Python-based data preprocessing project converting raw customer CSV data into structured JSON files. Includes data cleaning, nested structuring, and derived metrics like salary-per-commute. Features anomaly detection and Seaborn visualisations for analysing trends in age, salary, and employment.
The project simulates a real-world business scenario where a company needs to prepare large volumes of customer information for further analysis. The data, originally stored in a flat CSV file (acw_user_data.csv), contains various attributes such as customer demographics, financial details, vehicle information, and employment status. However, this raw dataset is not suitable for direct analytical use, as it lacks structure, consistency, and derived metrics.
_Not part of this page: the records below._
//! Replay controller: the state machine tying instruction counting,
//! synchronous CPU events, async draining, checkpoints, and shutdown
//! together (spec section 4.4).
//!
//! Grounded on `replay-time.c`'s use of `skip_async_events`/
//! `skip_async_events_until` to gate clock reads against the
//! instruction stream — the same peek/consume/self-handle loop backs
//! every synchronous primitive here.

use std::io::{Read, Seek, Write};

use crate::clock::ClockCache;
use crate::error::{ReplayError, Result};
use crate::framer::{self, Framer};
use crate::hooks::Collaborators;
use crate::mode::{Mode, Submode};
use crate::queue::AsyncQueue;
use crate::wire::{self, ClockKind};

/// Replay state serialized alongside the guest snapshot (spec section 3).
#[derive(Debug, Clone, Copy)]
pub struct ReplayState {
    pub current_step: u64,
    pub skipping_instruction: bool,
    pub file_offset: u64,
}

pub struct ReplayController {
    mode: Mode,
    submode: Submode,
    current_step: u64,
    skipping_instruction: bool,
    /// RECORD: instructions run since the last flush to the log.
    /// PLAY: instructions remaining in the currently peeked run.
    pending_instructions: u32,
    clocks: ClockCache,
}

impl Default for ReplayController {
    fn default() -> Self {
        Self::new(Mode::None)
    }
}
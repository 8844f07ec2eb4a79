//! Event framer: typed event tags and dispatch over the codec.
//!
//! Holds the "current data kind" peek/consume discipline described in
//! spec section 4.2, grounded on `replay_fetch_data_kind` /
//! `replay_has_unread_data` in `replay-internal.c`: `fetch_data_kind`
//! is idempotent while a tag is still unread, so a caller can look
//! ahead at the next event without committing to consume it.

use std::io::{Read, Seek, Write};

use crate::codec::Codec;
use crate::error::{ReplayError, Result};

pub struct Framer<S> {
    codec: Codec<S>,
    data_kind: Option<u8>,
}

impl<S> Framer<S> {
    pub fn new(stream: S) -> Self {
        Self {
            codec: Codec::new(stream),
            data_kind: None,
        }
    }

    pub fn codec(&mut self) -> &mut Codec<S> {
        &mut self.codec
    }

    pub fn into_inner(self) -> S {
        self.codec.into_inner()
    }

    /// True while a tag has been peeked but not yet consumed.
    pub fn has_unread_data(&self) -> bool {
        self.data_kind.is_some()
    }

    /// The last peeked tag, if any, without reading from the stream.
    pub fn peeked_kind(&self) -> Option<u8> {
        self.data_kind
    }

    /// Marks the peeked tag as consumed; the next `fetch_data_kind`
    /// will read a fresh byte from the stream.
    pub fn consume(&mut self) {
        self.data_kind = None;
    }
}

impl<S: Read> Framer<S> {
    /// Reads the next tag into `data_kind`, unless one is already
    /// pending (idempotent while unread).
    pub fn fetch_data_kind(&mut self, step: u64) -> Result<u8> {
        if self.data_kind.is_none() {
            let byte = self.codec.get_byte().map_err(|e| truncated(e, step, 1))?;
            self.data_kind = Some(byte);
        }
        Ok(self.data_kind.unwrap())
    }
}

impl<S: Read + Seek> Framer<S> {
    /// Checks that the next data is the desired kind; consumes it on
    /// success. Grounded on `validate_data_kind`.
    pub fn validate_kind(&mut self, step: u64, expected: u8) -> Result<()> {
        let found = self.fetch_data_kind(step)?;
        if found != expected {
            return Err(ReplayError::UnexpectedKind {
                expected,
                found,
                step,
            });
        }
        self.consume();
        Ok(())
    }
}

impl<S: Write> Framer<S> {
    pub fn put_event(&mut self, tag: u8) -> Result<()> {
        self.codec.put_byte(tag)?;
        Ok(())
    }
}

pub(crate) fn truncated(e: std::io::Error, step: u64, wanted: usize) -> ReplayError {
    if e.kind() == std::io::ErrorKind::UnexpectedEof {
        ReplayError::TruncatedLog {
            step,
            wanted,
            got: 0,
        }
    } else {
        ReplayError::Io(e)
    }
}

#[cfg(test)]
mod tests {
    use super::*;
    use std::io::Cursor;

    #[test]
    fn fetch_is_idempotent_until_consumed() {
        let mut f = Framer::new(Cursor::new(vec![5u8, 9u8]));
        assert_eq!(f.fetch_data_kind(0).unwrap(), 5);
        // second call without consume() must not advance the stream
        assert_eq!(f.fetch_data_kind(0).unwrap(), 5);
        f.consume();
        assert_eq!(f.fetch_data_kind(0).unwrap(), 9);
    }

    #[test]
    fn validate_kind_rejects_mismatch() {
        let mut f = Framer::new(Cursor::new(vec![7u8]));
        let err = f.validate_kind(3, 8).unwrap_err();
        match err {
            ReplayError::UnexpectedKind {
                expected,
                found,
                step,
            } => {
                assert_eq!((expected, found, step), (8, 7, 3));
            }
            other => panic!("unexpected error: {other:?}"),
        }
    }
}
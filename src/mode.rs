//! Replay mode and play submode (spec section 3).

/// Top-level session mode.
#[derive(Debug, Clone, Copy, PartialEq, Eq)]
pub enum Mode {
    None,
    Record,
    Play,
}

/// Submode while in `Mode::Play`.
#[derive(Debug, Clone, Copy, PartialEq, Eq)]
pub enum Submode {
    Normal,
    Reverse,
}
//! Owns the wiring between the codec, queue, controller, and snapshot
//! manager for one RECORD or PLAY run (spec section 9, "single owning
//! session" design note).

use std::io::{Read, Seek, Write};

use crate::codec::Codec;
use crate::config::ReplayConfig;
use crate::controller::{ReplayController, ReplayState};
use crate::error::{ReplayError, Result};
use crate::framer::Framer;
use crate::hooks::Collaborators;
use crate::mode::Mode;
use crate::queue::AsyncQueue;
use crate::snapshot::{
    BreakRequest, HEADER_LEN, LogHeader, ReplayInfo, ReverseAction, ReverseDriver, SnapshotIndex,
    SnapshotManager,
};

/// What happened after a reverse-execution decision point. The driver
/// may need several rounds of forward replay before it actually stops;
/// the caller's CPU loop keeps stepping while this is `Seeking`.
#[derive(Debug, Clone, Copy, PartialEq, Eq)]
pub enum ReverseOutcome {
    Seeking,
    Stopped { target_step: u64 },
}

/// Owns everything needed to drive one RECORD or PLAY run over a
/// seekable log stream: the event framer, async queue, replay
/// controller, and snapshot index/reverse driver.
pub struct ReplaySession<S> {
    framer: Framer<S>,
    queue: AsyncQueue,
    controller: ReplayController,
    snapshots: SnapshotManager,
    reverse: ReverseDriver,
    break_request: BreakRequest,
    config: ReplayConfig,
    finished: bool,
}

impl<S: Read + Write + Seek> ReplaySession<S> {
    /// Opens a session against `stream`. For `Mode::Record` a fresh
    /// placeholder header is written; for `Mode::Play` the existing
    /// header and snapshot tail table are read back, leaving the
    /// stream positioned right after the header, ready to replay the
    /// first event.
    pub fn configure(config: ReplayConfig, mode: Mode, stream: S) -> Result<Self> {
        let mut codec = Codec::new(stream);
        let snapshots = match mode {
            Mode::Record => {
                LogHeader::write_placeholder(&mut codec)?;
                SnapshotManager::new(config.period)
            }
            Mode::Play => {
                let header = LogHeader::read(&mut codec)?;
                codec.seek(header.tail_offset)?;
                let index = SnapshotIndex::read(&mut codec)?;
                codec.seek(HEADER_LEN)?;
                SnapshotManager::from_index(config.period, index)
            }
            Mode::None => {
                return Err(ReplayError::ModeConflict {
                    current: Mode::None,
                    requested: Mode::None,
                });
            }
        };

        let mut queue = AsyncQueue::new();
        if mode == Mode::Record {
            queue.enable();
        }

        Ok(Self {
            framer: Framer::new(codec.into_inner()),
            queue,
            controller: ReplayController::new(mode),
            snapshots,
            reverse: ReverseDriver::new(),
            break_request: BreakRequest::new(),
            config,
            finished: false,
        })
    }

    pub fn mode(&self) -> Mode {
        self.controller.mode()
    }

    pub fn controller(&self) -> &ReplayController {
        &self.controller
    }

    pub fn controller_mut(&mut self) -> &mut ReplayController {
        &mut self.controller
    }

    pub fn framer(&mut self) -> &mut Framer<S> {
        &mut self.framer
    }

    /// Runs one instruction run boundary (spec section 4.4). Threads
    /// the session's own framer and async queue through to the
    /// controller so callers don't need simultaneous `&mut` access to
    /// both (which the borrow checker would otherwise refuse).
    pub fn instruction(&mut self, process_events: bool, collab: &mut Collaborators) -> Result<()> {
        self.controller
            .instruction(process_events, &mut self.framer, &mut self.queue, collab)
    }

    pub fn undo_last_instruction(&mut self) {
        self.controller.undo_last_instruction();
    }

    pub fn has_async_request(&mut self, collab: &mut Collaborators) -> Result<bool> {
        self.controller
            .has_async_request(&mut self.framer, &self.queue, collab)
    }

    pub fn exception(&mut self, collab: &mut Collaborators) -> Result<bool> {
        self.controller.exception(&mut self.framer, collab)
    }

    pub fn interrupt(&mut self, collab: &mut Collaborators) -> Result<bool> {
        self.controller.interrupt(&mut self.framer, collab)
    }

    pub fn checkpoint(&mut self, kind: u8, collab: &mut Collaborators) -> Result<u8> {
        self.controller
            .checkpoint(kind, &mut self.framer, &mut self.queue, collab)
    }

    pub fn shutdown_request(&mut self) -> Result<()> {
        self.controller.shutdown_request(&mut self.framer)
    }

    pub fn save_clock(&mut self, kind: crate::wire::ClockKind, value: i64) -> Result<()> {
        self.controller.save_clock(kind, value, &mut self.framer)
    }

    pub fn read_clock(
        &mut self,
        kind: crate::wire::ClockKind,
        collab: &mut Collaborators,
    ) -> Result<i64> {
        self.controller.read_clock(kind, &mut self.framer, collab)
    }

    pub fn save_time(&mut self, value: i64) -> Result<()> {
        self.controller.save_time(value, &mut self.framer)
    }

    pub fn read_time(&mut self) -> Result<i64> {
        self.controller.read_time(&mut self.framer)
    }

    pub fn save_tm(&mut self, fields: [i32; 9]) -> Result<()> {
        self.controller.save_tm(fields, &mut self.framer)
    }

    pub fn read_tm(&mut self) -> Result<[i32; 9]> {
        self.controller.read_tm(&mut self.framer)
    }

    pub fn queue(&self) -> &AsyncQueue {
        &self.queue
    }

    pub fn snapshots(&self) -> &SnapshotIndex {
        self.snapshots.index()
    }

    pub fn config(&self) -> &ReplayConfig {
        &self.config
    }

    pub fn info(&self) -> ReplayInfo {
        ReplayInfo {
            mode: self.controller.mode(),
            submode: self.controller.submode(),
            step: self.controller.current_step(),
            break_step: self.break_request.get(),
        }
    }

    /// Requests PLAY to stop once `step` is reached. Rejected outside
    /// PLAY mode or for a step already behind the current one.
    pub fn set_break(&mut self, step: u64) -> std::result::Result<(), &'static str> {
        self.break_request
            .set(step, self.controller.current_step(), self.controller.mode())
    }

    /// Advances the periodic snapshot timer; a no-op outside RECORD.
    /// Returns whether a snapshot was actually taken.
    pub fn init_timer(&mut self, elapsed_ms: u64, collab: &mut Collaborators) -> Result<bool> {
        if self.controller.mode() != Mode::Record {
            return Ok(false);
        }
        self.snapshots
            .tick(elapsed_ms, &mut self.controller, &mut self.framer, collab)
    }

    /// Takes an out-of-band snapshot right now (used for the startup
    /// snapshot, independent of the periodic timer).
    pub fn snapshot_now(&mut self, collab: &mut Collaborators) -> Result<()> {
        self.snapshots
            .savevm(&mut self.controller, &mut self.framer, collab)
    }

    /// Starts a reverse-continue search from the current step. `Ok(None)`
    /// means there is nothing recorded earlier to search.
    pub fn begin_reverse_continue(
        &mut self,
        collab: &mut Collaborators,
    ) -> Result<Option<ReverseOutcome>> {
        let step = self.controller.current_step();
        match self
            .reverse
            .start_reverse_continue(step, self.snapshots.index())
        {
            None => Ok(None),
            Some(action) => Ok(Some(self.apply_reverse_action(action, collab)?)),
        }
    }

    /// Steps back exactly one instruction.
    pub fn begin_reverse_step(
        &mut self,
        collab: &mut Collaborators,
    ) -> Result<Option<ReverseOutcome>> {
        let step = self.controller.current_step();
        match self
            .reverse
            .start_reverse_step(step, self.snapshots.index())
        {
            None => Ok(None),
            Some(action) => Ok(Some(self.apply_reverse_action(action, collab)?)),
        }
    }

    /// Called by the CPU loop whenever a breakpoint/watchpoint fires
    /// while a reverse search set up by `begin_reverse_continue` or
    /// `begin_reverse_step` is in progress.
    pub fn on_breakpoint(&mut self, collab: &mut Collaborators) -> Result<ReverseOutcome> {
        let step = self.controller.current_step();
        let action = self.reverse.on_breakpoint(step, self.snapshots.index());
        self.apply_reverse_action(action, collab)
    }

    fn apply_reverse_action(
        &mut self,
        action: ReverseAction,
        collab: &mut Collaborators,
    ) -> Result<ReverseOutcome> {
        match action {
            ReverseAction::KeepRunning => Ok(ReverseOutcome::Seeking),
            ReverseAction::Reseek { snapshot_step, .. }
            | ReverseAction::EnterPass2 { snapshot_step, .. } => {
                self.load_snapshot_at_step(snapshot_step, collab)?;
                Ok(ReverseOutcome::Seeking)
            }
            ReverseAction::Stop { target_step } => Ok(ReverseOutcome::Stopped { target_step }),
        }
    }

    fn load_snapshot_at_step(&mut self, step: u64, collab: &mut Collaborators) -> Result<()> {
        let entries = self.snapshots.index().entries();
        let pos = entries
            .iter()
            .position(|e| e.step == step)
            .expect("reverse driver only names steps already in the snapshot index");
        let entry = entries[pos];

        collab.vm.vm_stop("reverse-seek");
        collab.vm.load_vmstate(&format!("replay-{pos}"))?;
        self.framer.codec().seek(entry.offset)?;
        self.controller.restore_state(ReplayState {
            current_step: entry.step,
            skipping_instruction: false,
            file_offset: entry.offset,
        });
        collab.cpu.tb_flush_all();
        collab.vm.vm_start();
        Ok(())
    }

    /// Closes out the session: in RECORD, writes the terminal `END`
    /// tag, appends the snapshot tail table, and back-patches the
    /// header's `tail_offset`. A no-op in PLAY, and idempotent (safe
    /// to call more than once, or on a session that never recorded
    /// anything beyond its header).
    pub fn finish(&mut self, collab: &mut Collaborators) -> Result<()> {
        if self.finished {
            return Ok(());
        }
        self.finished = true;
        if self.controller.mode() != Mode::Record {
            return Ok(());
        }
        self.queue.disable(collab.dispatch);
        self.controller.write_end(&mut self.framer)?;
        let tail_offset = self.framer.codec().position()?;
        self.snapshots.index().write(self.framer.codec())?;
        LogHeader::backpatch_tail_offset(self.framer.codec(), tail_offset)?;
        self.framer.codec().flush()?;
        Ok(())
    }
}

#[cfg(test)]
mod tests {
    use super::*;
    use crate::hooks::{NullCpu, NullDispatch, NullVm};
    use std::io::Cursor;

    fn collab<'a>(
        cpu: &'a mut NullCpu,
        vm: &'a mut NullVm,
        dispatch: &'a mut NullDispatch,
    ) -> Collaborators<'a> {
        Collaborators { cpu, vm, dispatch }
    }

    #[test]
    fn record_then_play_round_trips_header_and_snapshot_index() {
        let mut cpu = NullCpu::default();
        let mut vm = NullVm::default();
        let mut dispatch = NullDispatch::default();

        let cfg = ReplayConfig::new("session.rr");
        let mut rec: ReplaySession<Cursor<Vec<u8>>> =
            ReplaySession::configure(cfg.clone(), Mode::Record, Cursor::new(Vec::new())).unwrap();

        rec.snapshot_now(&mut collab(&mut cpu, &mut vm, &mut dispatch))
            .unwrap();
        for _ in 0..3 {
            rec.instruction(true, &mut collab(&mut cpu, &mut vm, &mut dispatch))
                .unwrap();
        }
        rec.finish(&mut collab(&mut cpu, &mut vm, &mut dispatch))
            .unwrap();
        assert_eq!(vm.saved, vec!["replay-0".to_string()]);

        let bytes = rec.framer.into_inner().into_inner();

        let play: ReplaySession<Cursor<Vec<u8>>> =
            ReplaySession::configure(cfg, Mode::Play, Cursor::new(bytes)).unwrap();
        assert_eq!(play.snapshots().entries().len(), 1);
        assert_eq!(play.snapshots().entries()[0].step, 0);
    }

    #[test]
    fn finish_is_idempotent_and_a_no_op_in_play() {
        let mut cpu = NullCpu::default();
        let mut vm = NullVm::default();
        let mut dispatch = NullDispatch::default();

        let cfg = ReplayConfig::new("session.rr");
        let mut rec: ReplaySession<Cursor<Vec<u8>>> =
            ReplaySession::configure(cfg, Mode::Record, Cursor::new(Vec::new())).unwrap();
        rec.finish(&mut collab(&mut cpu, &mut vm, &mut dispatch))
            .unwrap();
        rec.finish(&mut collab(&mut cpu, &mut vm, &mut dispatch))
            .unwrap();
    }

    #[test]
    fn init_timer_takes_a_snapshot_once_the_period_elapses() {
        let mut cpu = NullCpu::default();
        let mut vm = NullVm::default();
        let mut dispatch = NullDispatch::default();

        let mut cfg = ReplayConfig::new("session.rr");
        cfg.period = 100;
        let mut rec: ReplaySession<Cursor<Vec<u8>>> =
            ReplaySession::configure(cfg, Mode::Record, Cursor::new(Vec::new())).unwrap();

        let took = rec
            .init_timer(40, &mut collab(&mut cpu, &mut vm, &mut dispatch))
            .unwrap();
        assert!(!took);
        let took = rec
            .init_timer(65, &mut collab(&mut cpu, &mut vm, &mut dispatch))
            .unwrap();
        assert!(took);
        assert_eq!(vm.saved.len(), 1);
    }
}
To address these issues, a robust Python-based data processing pipeline was implemented using standard libraries (csv, json, os, sys, etc.). The pipeline performs a sequence of essential preprocessing tasks, including:
-
Reading and cleaning data to handle missing or invalid entries (e.g., dependants column errors).
-
Structuring flat data into nested representations such as Vehicle, Credit Card, and Address objects.
-
Segregating data into multiple JSON outputs (processed.json, retired.json, employed.json, remove_ccard.json, and commute.json) for specific analytical needs.
-
Deriving new metrics such as the Salary-Commute ratio, enabling performance ranking of customers based on income relative to travel distance.
-
Identifying anomalies, such as credit card records with unrealistic validity periods (greater than 10 years).
In addition, the second phase of the project introduces data visualisation using Pandas and Seaborn, allowing insights into customer demographics and trends. Statistical measures (e.g., mean salary, median age) are calculated, and both univariate and multivariate plots are generated to explore relationships between variables such as age, salary, commute distance, and marital status.
Through this project, the complete data pre-processing lifecycle — from data ingestion and transformation to feature derivation and visual analysis — is demonstrated. It highlights the importance of clean, structured, and well-documented data preparation as a foundational step for subsequent machine learning and AI-based modelling.